I watched her for a moment in the darkness before closing the iron door. A loud clang echoed down the hall as the door vibrated back toward me. I pushed the door closed again and again it returned to me. Anger welled inside me as I gripped the cold steel bar and swung it with all my might. The bars rang out like a bell as the door bounced back to me once more.

“There does not appear to be a lock on my new home.”

My prisoner pulled herself up to sit with her back against the wall. Her voice was a broken whisper, but a hint of joy at this development tinted the edge of her words. She made no effort to pull the matted hair from her face and I was not sure if she could my face.

“I don’t care!”

The words exploded out of me without warning. Her continued rebellion fed the fire of my rage like gasoline. It was this choice that had brought her here. Had she still not learned? There was no doubt in me that I would do whatever it took to break her of her rebellion.

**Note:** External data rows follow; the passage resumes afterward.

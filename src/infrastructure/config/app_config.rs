//! Application configuration.

use directories::{BaseDirs, ProjectDirs};
use serde::{Deserialize, Serialize};
use std::path::PathBuf;
use std::time::Duration;

use crate::infrastructure::image::{CacheOptions, ImageLoaderConfig, default_worker_count};

const APP_NAME: &str = "thumbworks";
const APP_QUALIFIER: &str = "org";
const APP_ORGANIZATION: &str = "thumbworks";

/// Log level configuration.
#[derive(Debug, Clone, Copy, Default, PartialEq, Eq, Serialize, Deserialize, clap::ValueEnum)]
#[serde(rename_all = "lowercase")]
pub enum LogLevel {
    /// Trace level.
    Trace,
    /// Debug level.
    Debug,
    /// Info level.
    #[default]
    Info,
    /// Warning level.
    Warn,
    /// Error level.
    Error,
}

impl LogLevel {
    /// Converts to tracing level.
    #[must_use]
    pub const fn to_tracing_level(self) -> tracing::Level {
        match self {
            Self::Trace => tracing::Level::TRACE,
            Self::Debug => tracing::Level::DEBUG,
            Self::Info => tracing::Level::INFO,
            Self::Warn => tracing::Level::WARN,
            Self::Error => tracing::Level::ERROR,
        }
    }
}

impl std::fmt::Display for LogLevel {
    fn fmt(&self, f: &mut std::fmt::Formatter<'_>) -> std::fmt::Result {
        match self {
            Self::Trace => write!(f, "trace"),
            Self::Debug => write!(f, "debug"),
            Self::Info => write!(f, "info"),
            Self::Warn => write!(f, "warn"),
            Self::Error => write!(f, "error"),
        }
    }
}

/// Application configuration.
#[derive(Debug, Default, Serialize, Deserialize)]
pub struct AppConfig {
    /// Configuration file path.
    #[serde(skip)]
    pub config: Option<PathBuf>,

    /// Log file path.
    #[serde(default)]
    pub log_path: Option<PathBuf>,

    /// Log verbosity level.
    #[serde(default)]
    pub log_level: LogLevel,

    /// Worker pool configuration.
    #[serde(default)]
    pub loader: LoaderConfig,

    /// Blob thumbnail cache configuration.
    #[serde(default)]
    pub cache: CacheConfig,

    /// Standardized thumbnail store configuration.
    #[serde(default)]
    pub store: StoreConfig,

    /// Decoder configuration.
    #[serde(default)]
    pub decoders: DecodersConfig,
}

/// Worker pool configuration.
#[derive(Debug, Clone, Default, Serialize, Deserialize)]
pub struct LoaderConfig {
    /// Number of decoding threads. Derived from the core count when unset.
    #[serde(default)]
    pub worker_threads: Option<usize>,
}

/// Blob thumbnail cache configuration.
#[derive(Debug, Clone, Serialize, Deserialize)]
pub struct CacheConfig {
    /// Cache directory. Defaults to the platform cache directory.
    #[serde(default)]
    pub directory: Option<PathBuf>,

    /// Longest edge of cached thumbnails in pixels.
    #[serde(default = "default_thumbnail_size")]
    pub thumbnail_size: u32,

    /// Size at which a new blob file is started, in bytes.
    #[serde(default = "default_max_blob_size")]
    pub max_blob_size: u64,

    /// Unsaved entries that trigger an immediate index save.
    #[serde(default = "default_save_threshold")]
    pub save_threshold: usize,

    /// Delay before unsaved entries are written, in milliseconds.
    #[serde(default = "default_save_debounce_ms")]
    pub save_debounce_ms: u64,

    /// JPEG quality of cached thumbnails.
    #[serde(default = "default_jpeg_quality")]
    pub jpeg_quality: u8,
}

impl Default for CacheConfig {
    fn default() -> Self {
        Self {
            directory: None,
            thumbnail_size: default_thumbnail_size(),
            max_blob_size: default_max_blob_size(),
            save_threshold: default_save_threshold(),
            save_debounce_ms: default_save_debounce_ms(),
            jpeg_quality: default_jpeg_quality(),
        }
    }
}

/// Standardized thumbnail store configuration.
#[derive(Debug, Clone, Serialize, Deserialize)]
pub struct StoreConfig {
    /// Consult and fill the store while decoding.
    #[serde(default = "default_true")]
    pub enabled: bool,

    /// Store root. Defaults to `thumbnails` under the user cache directory.
    #[serde(default)]
    pub directory: Option<PathBuf>,
}

impl Default for StoreConfig {
    fn default() -> Self {
        Self {
            enabled: true,
            directory: None,
        }
    }
}

/// Decoder configuration.
#[derive(Debug, Clone, Default, Serialize, Deserialize)]
pub struct DecodersConfig {
    /// Leave RAW files with a JPEG, TIFF or PNG sibling to the other decoders.
    #[serde(default)]
    pub skip_raw_with_sibling: bool,
}

fn default_thumbnail_size() -> u32 {
    256
}

fn default_max_blob_size() -> u64 {
    32 * 1024 * 1024
}

fn default_save_threshold() -> usize {
    100
}

fn default_save_debounce_ms() -> u64 {
    1000
}

fn default_jpeg_quality() -> u8 {
    85
}

fn default_true() -> bool {
    true
}

use super::args::CliArgs;

impl AppConfig {
    /// Merges CLI arguments into the configuration.
    pub fn merge_with_args(&mut self, args: &CliArgs) {
        if let Some(config_path) = &args.config {
            self.config = Some(config_path.clone());
        }
        if let Some(log_path) = &args.log_path {
            self.log_path = Some(log_path.clone());
        }
        if let Some(log_level) = args.log_level {
            self.log_level = log_level;
        }
        if let Some(workers) = args.workers {
            self.loader.worker_threads = Some(workers);
        }
        if let Some(cache_dir) = &args.cache_dir {
            self.cache.directory = Some(cache_dir.clone());
        }
        if let Some(thumbnail_size) = args.thumbnail_size {
            self.cache.thumbnail_size = thumbnail_size;
        }
        if args.no_store {
            self.store.enabled = false;
        }
    }

    /// Returns default config directory.
    #[must_use]
    pub fn default_config_dir() -> Option<PathBuf> {
        ProjectDirs::from(APP_QUALIFIER, APP_ORGANIZATION, APP_NAME)
            .map(|dirs| dirs.config_dir().to_path_buf())
    }

    /// Returns default config file path.
    #[must_use]
    pub fn default_config_path() -> Option<PathBuf> {
        Self::default_config_dir().map(|dir| dir.join("config.toml"))
    }

    /// Returns default log file path.
    #[must_use]
    pub fn default_log_path() -> Option<PathBuf> {
        ProjectDirs::from(APP_QUALIFIER, APP_ORGANIZATION, APP_NAME)
            .map(|dirs| dirs.data_dir().join("thumbworks.log"))
    }

    /// Returns default blob cache directory.
    #[must_use]
    pub fn default_cache_dir() -> Option<PathBuf> {
        ProjectDirs::from(APP_QUALIFIER, APP_ORGANIZATION, APP_NAME)
            .map(|dirs| dirs.cache_dir().join("thumbnails"))
    }

    /// Returns default standardized thumbnail store root.
    #[must_use]
    pub fn default_store_dir() -> Option<PathBuf> {
        BaseDirs::new().map(|dirs| dirs.cache_dir().join("thumbnails"))
    }

    /// Returns effective config path.
    #[must_use]
    pub fn effective_config_path(&self) -> Option<PathBuf> {
        self.config.clone().or_else(Self::default_config_path)
    }

    /// Returns effective log path.
    #[must_use]
    pub fn effective_log_path(&self) -> Option<PathBuf> {
        self.log_path.clone().or_else(Self::default_log_path)
    }

    /// Returns effective blob cache directory.
    #[must_use]
    pub fn effective_cache_dir(&self) -> Option<PathBuf> {
        self.cache.directory.clone().or_else(Self::default_cache_dir)
    }

    /// Returns the store root, or `None` when the store is disabled.
    #[must_use]
    pub fn effective_store_dir(&self) -> Option<PathBuf> {
        if !self.store.enabled {
            return None;
        }
        self.store.directory.clone().or_else(Self::default_store_dir)
    }

    /// Returns the loader settings.
    #[must_use]
    pub fn loader_config(&self) -> ImageLoaderConfig {
        ImageLoaderConfig {
            worker_threads: self
                .loader
                .worker_threads
                .unwrap_or_else(default_worker_count)
                .max(1),
        }
    }

    /// Returns the blob cache settings, or `None` without a cache directory.
    #[must_use]
    pub fn cache_options(&self) -> Option<CacheOptions> {
        let directory = self.effective_cache_dir()?;
        Some(CacheOptions {
            thumbnail_size: self.cache.thumbnail_size,
            max_blob_size: self.cache.max_blob_size,
            save_threshold: self.cache.save_threshold,
            save_debounce: Duration::from_millis(self.cache.save_debounce_ms),
            jpeg_quality: self.cache.jpeg_quality.clamp(1, 100),
            ..CacheOptions::new(directory)
        })
    }
}

#[cfg(test)]
mod tests {
    use super::*;
    use clap::Parser;

    #[test]
    fn test_parse_config_sections() {
        let toml_content = r#"
            log_level = "debug"

            [loader]
            worker_threads = 3

            [cache]
            directory = "/tmp/thumbs"
            thumbnail_size = 160

            [store]
            enabled = false

            [decoders]
            skip_raw_with_sibling = true
        "#;

        let config: AppConfig = toml::from_str(toml_content).expect("Failed to parse config");

        assert_eq!(config.log_level, LogLevel::Debug);
        assert_eq!(config.loader_config().worker_threads, 3);
        assert_eq!(config.cache.thumbnail_size, 160);
        assert_eq!(config.cache.save_threshold, 100);
        assert!(config.decoders.skip_raw_with_sibling);
        assert!(config.effective_store_dir().is_none());

        let options = config.cache_options().unwrap();
        assert_eq!(options.directory, PathBuf::from("/tmp/thumbs"));
        assert_eq!(options.thumbnail_size, 160);
        assert_eq!(options.save_debounce, Duration::from_secs(1));
    }

    #[test]
    fn test_default_config() {
        let config = AppConfig::default();

        assert_eq!(config.log_level, LogLevel::Info);
        assert!(config.store.enabled);
        assert!(!config.decoders.skip_raw_with_sibling);
        assert_eq!(config.cache.jpeg_quality, 85);
        assert!(config.loader_config().worker_threads >= 1);
    }

    #[test]
    fn test_args_override_config() {
        let mut config = AppConfig::default();
        let args = CliArgs::parse_from([
            "thumbworks",
            "--workers",
            "2",
            "--cache-dir",
            "/var/cache/thumbs",
            "--no-store",
            "stats",
        ]);

        config.merge_with_args(&args);

        assert_eq!(config.loader_config().worker_threads, 2);
        assert_eq!(
            config.effective_cache_dir(),
            Some(PathBuf::from("/var/cache/thumbs"))
        );
        assert!(config.effective_store_dir().is_none());
    }
}
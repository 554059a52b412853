//! Thumbworks - asynchronous thumbnail and image decoding.
//!
//! This crate provides a prioritized, deduplicating decode queue served by a
//! pool of worker threads, pluggable decoders, and a compact persistent
//! thumbnail cache.

#![warn(missing_docs)]
#![warn(clippy::all)]
#![warn(clippy::pedantic)]
#![allow(clippy::module_name_repetitions)]

/// Application layer driving the pipeline.
pub mod application;
/// Domain layer containing entities, errors, and port definitions.
pub mod domain;
/// Infrastructure layer containing the loader, decoders, and caches.
pub mod infrastructure;

/// Current version of the application.
pub const VERSION: &str = env!("CARGO_PKG_VERSION");

/// Application name.
pub const NAME: &str = "thumbworks";
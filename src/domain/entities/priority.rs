//! Request priorities and cancellation scopes.

/// Priority of an image request.
///
/// Variants are declared lowest first. The queue always drains the highest
/// non-empty priority before looking at a lower one.
#[derive(Debug, Clone, Copy, Default, PartialEq, Eq, Hash, PartialOrd, Ord)]
#[repr(u8)]
pub enum Priority {
    /// Background batch thumbnail build.
    BuildThumbnails = 0,
    /// Scoped or background rebuild of thumbnails.
    BuildScopeThumbnails = 1,
    /// Thumbnails in the current scope that are not on screen.
    ThumbnailInvisible = 2,
    /// Images the viewer is likely to show next.
    ViewerPreload = 3,
    /// Interactive batch tasks.
    BatchTask = 4,
    /// Thumbnails visible on screen.
    #[default]
    ThumbnailVisible = 5,
    /// The image shown in the foreground viewer.
    Viewer = 6,
}

impl Priority {
    /// Number of priority levels; sizes the queue's bucket array.
    pub const COUNT: usize = 7;

    /// All priorities, lowest first.
    pub const ALL: [Self; Self::COUNT] = [
        Self::BuildThumbnails,
        Self::BuildScopeThumbnails,
        Self::ThumbnailInvisible,
        Self::ViewerPreload,
        Self::BatchTask,
        Self::ThumbnailVisible,
        Self::Viewer,
    ];

    /// Returns the bucket index for this priority.
    #[must_use]
    pub const fn index(self) -> usize {
        self as usize
    }
}

impl std::fmt::Display for Priority {
    fn fmt(&self, f: &mut std::fmt::Formatter<'_>) -> std::fmt::Result {
        let name = match self {
            Self::BuildThumbnails => "build-thumbnails",
            Self::BuildScopeThumbnails => "build-scope-thumbnails",
            Self::ThumbnailInvisible => "thumbnail-invisible",
            Self::ViewerPreload => "viewer-preload",
            Self::BatchTask => "batch-task",
            Self::ThumbnailVisible => "thumbnail-visible",
            Self::Viewer => "viewer",
        };
        write!(f, "{name}")
    }
}

/// Which of a client's requests a stop call cancels.
#[derive(Debug, Clone, Copy, PartialEq, Eq, Default)]
pub enum StopAction {
    /// Cancel every request of the client.
    #[default]
    StopAll,
    /// Cancel only requests below on-screen visible priority.
    StopOnlyNonPriorityLoads,
}

impl StopAction {
    /// Returns true if a request at `priority` falls under this scope.
    #[must_use]
    pub fn covers(self, priority: Priority) -> bool {
        match self {
            Self::StopAll => true,
            Self::StopOnlyNonPriorityLoads => priority < Priority::ThumbnailVisible,
        }
    }
}

/// Priority vocabulary of the external video thumbnail job runner.
#[derive(Debug, Clone, Copy, PartialEq, Eq)]
pub enum VideoJobPriority {
    /// Run ahead of background jobs.
    Foreground,
    /// Run when nothing else is pending.
    Background,
}

impl From<Priority> for VideoJobPriority {
    fn from(priority: Priority) -> Self {
        if priority > Priority::ThumbnailInvisible {
            Self::Foreground
        } else {
            Self::Background
        }
    }
}
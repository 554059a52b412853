//! Messages posted from workers and the queue back to the loader's owner.

use crate::domain::entities::ImageRequest;

/// Event drained by [`super::AsyncLoader::dispatch_pending`].
#[derive(Debug)]
pub enum LoaderEvent {
    /// A worker finished a request. `image` is `None` when every decoder failed.
    Loaded {
        /// The request, handed back by the worker.
        request: ImageRequest,
        /// Decoded, rotated and scaled pixels.
        image: Option<image::DynamicImage>,
    },
    /// A request was dropped before decoding.
    Canceled(ImageRequest),
}

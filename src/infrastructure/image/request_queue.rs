//! Priority buckets with value deduplication.

use std::collections::{HashMap, HashSet, VecDeque};

use tokio::sync::mpsc;
use tracing::{debug, trace};

use crate::domain::entities::{ImageRequest, Priority, RequestId, RequestKey, StopAction};
use crate::domain::ports::{ClientHandle, ClientId};

use super::events::LoaderEvent;

/// Pending requests of one loader.
///
/// Not synchronized. The loader keeps it behind its own mutex so that a pop
/// and the bookkeeping that follows happen in one critical section.
pub struct RequestQueue {
    buckets: [VecDeque<ImageRequest>; Priority::COUNT],
    unique: HashSet<RequestKey>,
    active: HashMap<RequestId, (ClientId, Priority)>,
    events: mpsc::UnboundedSender<LoaderEvent>,
}

impl RequestQueue {
    /// Creates an empty queue that reports cancellations on `events`.
    #[must_use]
    pub fn new(events: mpsc::UnboundedSender<LoaderEvent>) -> Self {
        Self {
            buckets: std::array::from_fn(|_| VecDeque::new()),
            unique: HashSet::new(),
            active: HashMap::new(),
            events,
        }
    }

    /// Enqueues `request` unless an equal one is already pending.
    ///
    /// A rejected duplicate is dropped here.
    pub fn add_request(&mut self, request: ImageRequest) -> bool {
        let key = request.key();
        if self.unique.contains(&key) {
            trace!(file = %request.identity(), "Discarding duplicate queued request");
            return false;
        }
        self.unique.insert(key);
        if let Some(client) = request.client() {
            self.active
                .insert(request.id(), (client.id(), request.priority()));
        }
        self.buckets[request.priority().index()].push_back(request);
        true
    }

    /// Takes the oldest request of the highest non-empty priority.
    ///
    /// Requests that are no longer needed are dropped on the way and their
    /// clients get a cancellation event. With the queue empty and `exiting`
    /// set, returns the exit sentinel.
    pub fn pop_next(&mut self, exiting: bool) -> Option<ImageRequest> {
        for bucket in (0..Priority::COUNT).rev() {
            while let Some(mut request) = self.buckets[bucket].pop_front() {
                self.unique.remove(&request.key());
                if request.still_needed() {
                    return Some(request);
                }
                debug!(file = %request.identity(), "Skipping request that is no longer needed");
                self.active.remove(&request.id());
                request.set_loaded_ok(false);
                self.notify_canceled(request);
            }
        }
        exiting.then(ImageRequest::exit)
    }

    /// Cancels requests of `client` covered by `action`.
    ///
    /// Queued requests are dropped. Requests already handed to a worker lose
    /// their active mark so their result is discarded on delivery.
    pub fn cancel_requests(&mut self, client: &ClientHandle, action: StopAction) {
        let id = client.id();
        let mut dropped = 0usize;
        for bucket in &mut self.buckets {
            bucket.retain(|request| {
                let hit = request.belongs_to(id) && action.covers(request.priority());
                if hit {
                    self.unique.remove(&request.key());
                    dropped += 1;
                }
                !hit
            });
        }
        let before = self.active.len();
        self.active
            .retain(|_, (owner, priority)| !(*owner == id && action.covers(*priority)));
        debug!(
            client = ?id,
            ?action,
            queued = dropped,
            in_flight = before - self.active.len(),
            "Cancelled client requests"
        );
    }

    /// Returns true if the request's client still wants its result.
    #[must_use]
    pub fn is_request_still_valid(&self, request: &ImageRequest) -> bool {
        self.is_active(request.id())
    }

    /// Returns true if the request with `id` has not been cancelled.
    #[must_use]
    pub fn is_active(&self, id: RequestId) -> bool {
        self.active.contains_key(&id)
    }

    /// Forgets a request whose result has been delivered.
    pub fn remove_request(&mut self, request: &ImageRequest) {
        self.active.remove(&request.id());
        let key = request.key();
        // A value-equal twin may have been queued after this one was popped.
        let twin_queued = self.buckets[request.priority().index()]
            .iter()
            .any(|queued| queued.key() == key);
        if !twin_queued {
            self.unique.remove(&key);
        }
    }

    /// Drops every queued request, notifying their clients.
    ///
    /// Returns how many were dropped.
    pub fn clear_pending(&mut self) -> usize {
        let mut count = 0;
        for bucket in 0..Priority::COUNT {
            while let Some(mut request) = self.buckets[bucket].pop_front() {
                self.unique.remove(&request.key());
                self.active.remove(&request.id());
                request.set_loaded_ok(false);
                self.notify_canceled(request);
                count += 1;
            }
        }
        count
    }

    /// Returns the number of queued requests.
    #[must_use]
    pub fn len(&self) -> usize {
        self.buckets.iter().map(VecDeque::len).sum()
    }

    /// Returns true if nothing is queued.
    #[must_use]
    pub fn is_empty(&self) -> bool {
        self.buckets.iter().all(VecDeque::is_empty)
    }

    fn notify_canceled(&self, request: ImageRequest) {
        if request.client().is_some() && self.events.send(LoaderEvent::Canceled(request)).is_err()
        {
            trace!("Loader event receiver gone, dropping cancellation");
        }
    }
}

impl std::fmt::Debug for RequestQueue {
    fn fmt(&self, f: &mut std::fmt::Formatter<'_>) -> std::fmt::Result {
        f.debug_struct("RequestQueue")
            .field("queued", &self.len())
            .field("active", &self.active.len())
            .finish_non_exhaustive()
    }
}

“Then I will stay here and make sure you suffer the full penalty you deserve.” I said with a measured detest.

She made a weak sound that could have been a cough or a laugh.

“So you will suffer as I do.”

“I can make sure you have a full understanding of the word ‘suffer’ if you would like.”

My hand wrapped around the knife in my belt to emphasize my point.

“It is true that in here you can punish my body, but apart from that we will suffer equally. As long as you stay to keep me from leaving, you also are kept from leaving. Every minute you keep me in the dark, you keep yourself from the light.”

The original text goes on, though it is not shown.